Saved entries
⟨
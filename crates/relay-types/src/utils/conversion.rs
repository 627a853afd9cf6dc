//! Conversions between wire strings and fixed-width integers or bytes.
//!
//! Decimal strings are the wire format for every 256-bit quantity. Parsing is
//! strict: only ASCII digits are accepted, and narrowing never truncates.

use super::formatting::without_0x_prefix;
use crate::EncodingError;
use alloy_primitives::U256;
use base64::{engine::general_purpose::STANDARD, Engine as _};

/// Parses a base-10 string into a `U256`.
///
/// Rejects empty strings, signs, whitespace, hex and values above `2^256 - 1`.
pub fn parse_decimal_u256(field: &'static str, value: &str) -> Result<U256, EncodingError> {
	if value.is_empty() || !value.bytes().all(|b| b.is_ascii_digit()) {
		return Err(EncodingError::InvalidInteger {
			field,
			value: value.to_string(),
		});
	}
	U256::from_str_radix(value, 10).map_err(|_| EncodingError::OutOfRange {
		field,
		width: "uint256",
		value: value.to_string(),
	})
}

/// Narrows a `U256` to `u64`, failing instead of truncating.
pub fn u256_to_u64(field: &'static str, value: U256) -> Result<u64, EncodingError> {
	u64::try_from(value).map_err(|_| EncodingError::OutOfRange {
		field,
		width: "u64",
		value: value.to_string(),
	})
}

/// Decodes a signature written as hex (with or without `0x`) or base64.
///
/// Hex is tried first; a string with an odd number of characters or with
/// non-hex characters falls back to base64.
pub fn decode_signature(value: &str) -> Result<Vec<u8>, EncodingError> {
	let trimmed = value.trim();
	if trimmed.is_empty() {
		return Err(EncodingError::MissingField("signature"));
	}
	let hex_part = without_0x_prefix(trimmed);
	if hex_part.len() % 2 == 0 && hex_part.bytes().all(|b| b.is_ascii_hexdigit()) {
		if let Ok(bytes) = hex::decode(hex_part) {
			return Ok(bytes);
		}
	}
	STANDARD
		.decode(trimmed)
		.map_err(|e| EncodingError::InvalidSignature(format!("neither hex nor base64: {}", e)))
}

#[cfg(test)]
mod tests {
	use super::*;

	#[test]
	fn test_parse_decimal_u256() {
		assert_eq!(
			parse_decimal_u256("amount", "10000000000000000000").unwrap(),
			U256::from(10_000_000_000_000_000_000u128)
		);
		assert_eq!(parse_decimal_u256("amount", "0").unwrap(), U256::ZERO);

		for bad in ["", "-1", "1.5", "0x10", " 1", "1e18"] {
			assert!(
				matches!(
					parse_decimal_u256("amount", bad),
					Err(EncodingError::InvalidInteger { field: "amount", .. })
				),
				"accepted {:?}",
				bad
			);
		}
	}

	#[test]
	fn test_parse_decimal_u256_overflow() {
		let too_big = format!("{}0", U256::MAX);
		assert!(matches!(
			parse_decimal_u256("fee", &too_big),
			Err(EncodingError::OutOfRange { field: "fee", .. })
		));
	}

	#[test]
	fn test_u256_to_u64() {
		assert_eq!(u256_to_u64("amount", U256::from(u64::MAX)).unwrap(), u64::MAX);
		assert!(u256_to_u64("amount", U256::from(u64::MAX) + U256::from(1u8)).is_err());
	}

	#[test]
	fn test_decode_signature_formats() {
		let bytes = vec![0xde, 0xad, 0xbe, 0xef];
		assert_eq!(decode_signature("0xdeadbeef").unwrap(), bytes);
		assert_eq!(decode_signature("DEADBEEF").unwrap(), bytes);
		assert_eq!(decode_signature(&STANDARD.encode(&bytes)).unwrap(), bytes);
		assert!(decode_signature("!!!").is_err());
		assert!(matches!(
			decode_signature(""),
			Err(EncodingError::MissingField("signature"))
		));
	}
}
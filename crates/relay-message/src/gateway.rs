//! ABI of the account-model oracle: the gasless gateway and the ERC-2612 token.

use alloy_primitives::{Address, B256, U256};
use alloy_sol_types::{sol, SolCall};
use relay_types::{EncodingError, PermitParameters, PermitSignature};

sol! {
	/// Gateway entry point: consumes the permit on `token` with spender =
	/// gateway, then moves `amount` to `receiver` and `fee` to the caller.
	function send(
		address token,
		address sender,
		address receiver,
		uint256 amount,
		uint256 fee,
		uint256 deadline,
		uint8 v,
		bytes32 r,
		bytes32 s
	) external;

	function nonces(address owner) external view returns (uint256);
	function balanceOf(address account) external view returns (uint256);
	function name() external view returns (string);
	function version() external view returns (string);
	function decimals() external view returns (uint8);
}

/// Decoded arguments of a gateway `send` call.
#[derive(Debug, Clone, PartialEq, Eq)]
pub struct SendArgs {
	pub token: Address,
	pub sender: Address,
	pub receiver: Address,
	pub amount: U256,
	pub fee: U256,
	pub deadline: U256,
	pub v: u8,
	pub r: B256,
	pub s: B256,
}

impl SendArgs {
	/// Rebuilds the 65-byte `r || s || v` signature.
	pub fn signature(&self) -> PermitSignature {
		let mut bytes = Vec::with_capacity(65);
		bytes.extend_from_slice(self.r.as_slice());
		bytes.extend_from_slice(self.s.as_slice());
		bytes.push(self.v);
		PermitSignature::new(bytes)
	}
}

/// ABI-encodes the `send` call for a permit and receiver.
pub fn encode_send(
	params: &PermitParameters,
	signature: &PermitSignature,
	receiver: Address,
) -> Result<Vec<u8>, EncodingError> {
	if params.deadline < 0 {
		return Err(EncodingError::OutOfRange {
			field: "deadline",
			width: "uint256",
			value: params.deadline.to_string(),
		});
	}
	params.total()?;
	let (r, s, v) = signature.split_rsv()?;
	let call = sendCall {
		token: params.asset.evm("asset")?,
		sender: params.owner.evm("owner")?,
		receiver,
		amount: params.amount,
		fee: params.fee,
		deadline: U256::from(params.deadline as u64),
		v,
		r,
		s,
	};
	Ok(call.abi_encode())
}

/// Decodes `send` calldata.
pub fn decode_send(calldata: &[u8]) -> Result<SendArgs, EncodingError> {
	let call = sendCall::abi_decode(calldata, true).map_err(|e| EncodingError::InvalidValue {
		field: "calldata",
		message: e.to_string(),
	})?;
	Ok(SendArgs {
		token: call.token,
		sender: call.sender,
		receiver: call.receiver,
		amount: call.amount,
		fee: call.fee,
		deadline: call.deadline,
		v: call.v,
		r: call.r,
		s: call.s,
	})
}
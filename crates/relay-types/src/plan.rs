//! Chain-specific execution plans.
//!
//! The executor turns a permit into one of these and hands it to the oracle
//! client unchanged; retries resubmit the same plan.

use crate::{ChainFamily, Pubkey};
use alloy_primitives::Address;
use serde::{Deserialize, Serialize};

/// What to submit for one permit.
#[derive(Debug, Clone, PartialEq, Eq, Serialize, Deserialize)]
#[serde(tag = "kind", rename_all = "snake_case")]
pub enum ExecutionPlan {
	/// One contract call (account model).
	SingleCall(SingleCallPlan),
	/// Ordered instructions executed atomically in one transaction (PDA model).
	ComposedInstructions(ComposedInstructionPlan),
}

impl ExecutionPlan {
	pub fn family(&self) -> ChainFamily {
		match self {
			ExecutionPlan::SingleCall(_) => ChainFamily::Evm,
			ExecutionPlan::ComposedInstructions(_) => ChainFamily::Svm,
		}
	}
}

/// A single call against the gateway contract.
#[derive(Debug, Clone, PartialEq, Eq, Serialize, Deserialize)]
pub struct SingleCallPlan {
	pub chain_id: u64,
	pub target: Address,
	#[serde(with = "hex::serde")]
	pub calldata: Vec<u8>,
}

/// Instructions that must land in one transaction, in order.
#[derive(Debug, Clone, PartialEq, Eq, Serialize, Deserialize)]
pub struct ComposedInstructionPlan {
	/// Account paying network fees and signing the transaction.
	pub fee_payer: Pubkey,
	pub instructions: Vec<SvmInstruction>,
}

#[derive(Debug, Clone, PartialEq, Eq, Serialize, Deserialize)]
pub struct SvmInstruction {
	pub program_id: Pubkey,
	pub accounts: Vec<AccountMeta>,
	#[serde(with = "hex::serde")]
	pub data: Vec<u8>,
}

#[derive(Debug, Clone, Copy, PartialEq, Eq, Serialize, Deserialize)]
pub struct AccountMeta {
	pub pubkey: Pubkey,
	pub is_signer: bool,
	pub is_writable: bool,
}

impl AccountMeta {
	pub fn new(pubkey: Pubkey, is_signer: bool) -> Self {
		Self {
			pubkey,
			is_signer,
			is_writable: true,
		}
	}

	pub fn new_readonly(pubkey: Pubkey, is_signer: bool) -> Self {
		Self {
			pubkey,
			is_signer,
			is_writable: false,
		}
	}
}
//! Encoding errors.
//!
//! Every failure to turn caller-supplied values into a canonical permit ends
//! up here. These are raised before any network interaction and are never
//! retried.

use crate::ChainFamily;
use thiserror::Error;

/// Errors that occur while parsing, validating or encoding permit parameters.
#[derive(Debug, Clone, PartialEq, Eq, Error)]
pub enum EncodingError {
	/// A field expected to hold a decimal integer did not parse.
	#[error("Invalid integer for field '{field}': {value:?}")]
	InvalidInteger { field: &'static str, value: String },
	/// A value does not fit the fixed width used by the canonical encoding.
	#[error("Field '{field}' does not fit {width}: {value}")]
	OutOfRange {
		field: &'static str,
		width: &'static str,
		value: String,
	},
	/// `amount + fee` exceeds the native integer width of the chain.
	#[error("amount + fee overflows {0}")]
	Overflow(&'static str),
	/// An identity string could not be parsed.
	#[error("Invalid identity for field '{field}': {message}")]
	InvalidIdentity { field: &'static str, message: String },
	/// Identities from different chain families were mixed in one permit.
	#[error("Field '{field}' is a {actual} identity, expected {expected}")]
	FamilyMismatch {
		field: &'static str,
		expected: ChainFamily,
		actual: ChainFamily,
	},
	/// The signature is malformed or has the wrong length.
	#[error("Invalid signature: {0}")]
	InvalidSignature(String),
	/// The declared signer is not the permit owner.
	#[error("Declared signer {signer} does not match owner {owner}")]
	SignerMismatch { signer: String, owner: String },
	/// A field required by the chosen operation is absent.
	#[error("Missing field: {0}")]
	MissingField(&'static str),
	/// A value is syntactically valid but rejected by a protocol rule.
	#[error("Invalid value for field '{field}': {message}")]
	InvalidValue { field: &'static str, message: String },
}
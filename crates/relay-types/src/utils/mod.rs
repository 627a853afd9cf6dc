//! Utility functions for encoding, formatting and time.
//!
//! Helpers shared by the encoders, the wire record and the service adapters.

pub mod clock;
pub mod conversion;
pub mod eip712;
pub mod formatting;
pub mod helpers;

pub use clock::{Clock, ManualClock, SystemClock};
pub use conversion::{decode_signature, parse_decimal_u256, u256_to_u64};
pub use eip712::{
	compute_domain_hash, compute_final_digest, Eip712AbiEncoder, DEFAULT_DOMAIN_VERSION,
	DOMAIN_TYPE, PERMIT_TYPE,
};
pub use formatting::{
	format_token_amount, parse_token_amount, truncate_id, with_0x_prefix, without_0x_prefix,
};
pub use helpers::current_timestamp;
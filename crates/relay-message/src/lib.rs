//! Canonical permit messages and the on-chain call shapes that carry them.
//!
//! A permit is signed over a canonical message that the verification oracle
//! re-derives from the transfer parameters alone. Two encodings exist:
//!
//! - [`StructuredEncoder`]: the ERC-2612 EIP-712 digest used by account-model
//!   chains, where the token contract is the verifying contract.
//! - [`FlatEncoder`]: a fixed 110-byte little-endian layout signed with
//!   ed25519 and checked by the escrow program through the native ed25519
//!   verification instruction.
//!
//! The [`gateway`] and [`program`] modules encode and decode the calls that
//! submit a permit to each oracle.

use alloy_primitives::B256;
use relay_types::{ChainFamily, EncodingError, Identity, PermitParameters, PermitSignature};
use thiserror::Error;

pub mod flat;
pub mod gateway;
pub mod program;
pub mod structured;

pub use flat::FlatEncoder;
pub use structured::{PermitDomain, StructuredEncoder};

/// Errors raised while encoding a permit or verifying its signature.
#[derive(Debug, Clone, PartialEq, Eq, Error)]
pub enum MessageError {
	#[error(transparent)]
	Encoding(#[from] EncodingError),
	/// The signature is well formed but does not verify for the claimed signer.
	#[error("Signature verification failed: {0}")]
	Verification(String),
}

/// The bytes a permit signature covers.
#[derive(Debug, Clone, PartialEq, Eq)]
pub enum CanonicalMessage {
	/// 32-byte EIP-712 digest, signed as a prehash.
	Digest(B256),
	/// Raw flat message, signed as-is.
	Flat(Vec<u8>),
}

impl CanonicalMessage {
	pub fn as_bytes(&self) -> &[u8] {
		match self {
			CanonicalMessage::Digest(digest) => digest.as_slice(),
			CanonicalMessage::Flat(bytes) => bytes,
		}
	}
}

/// Deterministic encoding of permit parameters plus signature verification
/// over that encoding.
pub trait PermitEncoder: Send + Sync {
	fn family(&self) -> ChainFamily;

	/// Serializes `params` into the message the owner signs.
	///
	/// Fails with [`EncodingError`] for identities of the wrong family or
	/// values that do not fit the encoding's integer widths.
	fn encode(&self, params: &PermitParameters) -> Result<CanonicalMessage, EncodingError>;

	/// Checks that `signature` over the encoding of `params` was produced by
	/// `signer`.
	fn verify(
		&self,
		params: &PermitParameters,
		signature: &PermitSignature,
		signer: &Identity,
	) -> Result<(), MessageError>;
}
⟩
▶ [Action item]
A single number is required: the count of lines in the data that contain the string "InvalidSignature".

▶ [Solution to the exercise]
2